#### [EXERCISE DESCRIPTION]
A line below contains "let name = self.name(task_id);", and a later one contains "pub fn is_finished(&self)". Repeat both, with every line between them, exactly.

——

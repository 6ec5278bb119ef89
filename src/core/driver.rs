use super::{
    event::SchedCoreEvent,
    observer::Observer,
    state::{GanttEntry, RunCtx, TaskId, Ticks},
};
use crate::sim::Process;

pub struct SchedCore {
    pub ctx: RunCtx,
    quantum: Ticks,
    observer: Observer,
}

impl SchedCore {
    /// `sorted` must already be ordered by arrival; `quantum` must be non-zero.
    pub fn new(sorted: Vec<Process>, quantum: Ticks) -> Self {
        debug_assert!(quantum > 0, "quantum must be positive");
        debug_assert!(
            sorted.windows(2).all(|w| w[0].arrival <= w[1].arrival),
            "processes must be sorted by arrival"
        );
        Self {
            ctx: RunCtx::new(sorted),
            quantum,
            observer: Observer::new(),
        }
    }

    /// Starts the clock at the earliest arrival and fills the ready queue with
    /// everything that has arrived by then.
    pub fn seed(&mut self) -> Vec<SchedCoreEvent> {
        let mut events = Vec::new();

        if let Some(&first) = self.ctx.order.first() {
            let earliest = self.ctx.task(first).arrival();
            if earliest > 0 {
                self.ctx.jump_to(earliest);
            }
        }

        self.admit_arrivals(&mut events);
        if self.ctx.ready.is_empty() {
            self.idle_fill(&mut events);
        }

        self.observer.observe(&self.ctx);
        events
    }

    /// Runs the head of the ready queue for one slice. Returns no events once
    /// the queue has drained.
    pub fn step(&mut self) -> Vec<SchedCoreEvent> {
        let mut events = Vec::new();
        let Some(task_id) = self.ctx.pop_ready() else {
            return events;
        };

        self.ctx.set_running(task_id);
        let name = self.name(task_id);
        let start = self.ctx.now;
        let slice = self.ctx.task(task_id).remaining.min(self.quantum);
        self.ctx.gantt.push(GanttEntry {
            process_id: name.clone(),
            start,
            end: start + slice,
        });
        events.push(SchedCoreEvent::Dispatched {
            task: name.clone(),
            start,
            slice,
        });

        self.ctx.advance_time(slice);
        let remaining = {
            let task = self.ctx.task_mut(task_id);
            task.remaining -= slice;
            task.remaining
        };

        // Newcomers queue ahead of the task coming off the CPU
        self.admit_arrivals(&mut events);

        if remaining > 0 {
            self.ctx.requeue(task_id);
            events.push(SchedCoreEvent::Preempted {
                task: name,
                at: self.ctx.now,
                remaining,
            });
        } else {
            self.ctx.mark_completed(task_id);
            events.push(SchedCoreEvent::Completed {
                task: name,
                at: self.ctx.now,
            });
        }

        // With the queue drained, only never-admitted tasks can have work left
        if self.ctx.ready.is_empty() {
            self.idle_fill(&mut events);
        }

        self.observer.observe(&self.ctx);
        events
    }

    pub fn is_finished(&self) -> bool {
        self.ctx.ready.is_empty() && self.ctx.next_pending_arrival().is_none()
    }

    pub fn now(&self) -> Ticks {
        self.ctx.now
    }

    pub fn quantum(&self) -> Ticks {
        self.quantum
    }

    pub fn observer(&self) -> &Observer {
        &self.observer
    }

    fn admit_arrivals(&mut self, events: &mut Vec<SchedCoreEvent>) {
        for task_id in self.ctx.arrived_pending() {
            self.admit(task_id, events);
        }
    }

    // Jump the clock over an idle gap to the next arrival and admit only that
    // task; peers arriving at the same instant are picked up after its slice.
    fn idle_fill(&mut self, events: &mut Vec<SchedCoreEvent>) {
        let Some(task_id) = self.ctx.next_pending_arrival() else {
            return;
        };
        let from = self.ctx.now;
        let arrival = self.ctx.task(task_id).arrival();
        if arrival > from {
            self.ctx.jump_to(arrival);
            events.push(SchedCoreEvent::CpuIdle {
                from,
                until: arrival,
            });
        }
        self.admit(task_id, events);
    }

    fn admit(&mut self, task_id: TaskId, events: &mut Vec<SchedCoreEvent>) {
        self.ctx.admit(task_id);
        events.push(SchedCoreEvent::Arrived {
            task: self.name(task_id),
            arrival: self.ctx.task(task_id).arrival(),
            admitted_at: self.ctx.now,
        });
    }

    fn name(&self, task_id: TaskId) -> String {
        self.ctx.task(task_id).process.id.clone()
    }
}

#[cfg(test)]
mod tests {
    use super::*;
    use crate::core::TaskState;

    fn core(spec: &[(&str, Ticks, Ticks)], quantum: Ticks) -> SchedCore {
        SchedCore::new(
            spec.iter()
                .map(|&(id, arrival, burst)| Process::new(id, arrival, burst))
                .collect(),
            quantum,
        )
    }

    #[test]
    fn seed_starts_clock_at_first_arrival() {
        let mut core = core(&[("P1", 3, 2), ("P2", 3, 1), ("P3", 9, 1)], 2);
        let events = core.seed();
        assert_eq!(core.now(), 3);
        assert_eq!(core.ctx.ready.len(), 2);
        assert!(matches!(&events[0], SchedCoreEvent::Arrived { task, .. } if task == "P1"));
    }

    #[test]
    fn arrival_at_slice_end_queues_before_preempted_task() {
        let mut core = core(&[("A", 0, 4), ("B", 2, 1)], 2);
        core.seed();
        let events = core.step();
        let order: Vec<_> = events
            .iter()
            .filter_map(|e| match e {
                SchedCoreEvent::Arrived { task, .. } | SchedCoreEvent::Preempted { task, .. } => {
                    Some(task.as_str())
                }
                _ => None,
            })
            .collect();
        assert_eq!(order, ["B", "A"]);
        let head = core.ctx.ready[0];
        assert_eq!(core.ctx.task(head).process.id, "B");
    }

    #[test]
    fn finished_only_once_every_task_completes() {
        let mut core = core(&[("A", 0, 2), ("B", 1, 1), ("C", 9, 3)], 2);
        assert!(!core.is_finished());

        core.seed();
        while !core.is_finished() {
            assert!(!core.step().is_empty());
        }
        assert_eq!(core.now(), 12);
        assert!(
            core.ctx
                .tasks
                .values()
                .all(|task| task.state == TaskState::Completed && task.remaining == 0)
        );
    }

    #[test]
    fn idle_gap_emits_cpu_idle() {
        let mut core = core(&[("A", 0, 1), ("B", 5, 1)], 4);
        core.seed();
        let events = core.step();
        assert!(events.contains(&SchedCoreEvent::CpuIdle { from: 1, until: 5 }));
        assert_eq!(core.now(), 5);
        core.step();
        assert!(core.is_finished());
        assert!(core.step().is_empty());
    }
}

——

#### [OUTPUT OF THE TASK]
        let name = self.name(task_id);
        let start = self.ctx.now;
        let slice = self.ctx.task(task_id).remaining.min(self.quantum);
        self.ctx.gantt.push(GanttEntry {
            process_id: name.clone(),
            start,
            end: start + slice,
        });
        events.push(SchedCoreEvent::Dispatched {
            task: name.clone(),
            start,
            slice,
        });

        self.ctx.advance_time(slice);
        let remaining = {
            let task = self.ctx.task_mut(task_id);
            task.remaining -= slice;
            task.remaining
        };

        // Newcomers queue ahead of the task coming off the CPU
        self.admit_arrivals(&mut events);

        if remaining > 0 {
            self.ctx.requeue(task_id);
            events.push(SchedCoreEvent::Preempted {
                task: name,
                at: self.ctx.now,
                remaining,
            });
        } else {
            self.ctx.mark_completed(task_id);
            events.push(SchedCoreEvent::Completed {
                task: name,
                at: self.ctx.now,
            });
        }

        // With the queue drained, only never-admitted tasks can have work left
        if self.ctx.ready.is_empty() {
            self.idle_fill(&mut events);
        }

        self.observer.observe(&self.ctx);
        events
    }

    pub fn is_finished(&self) -> bool {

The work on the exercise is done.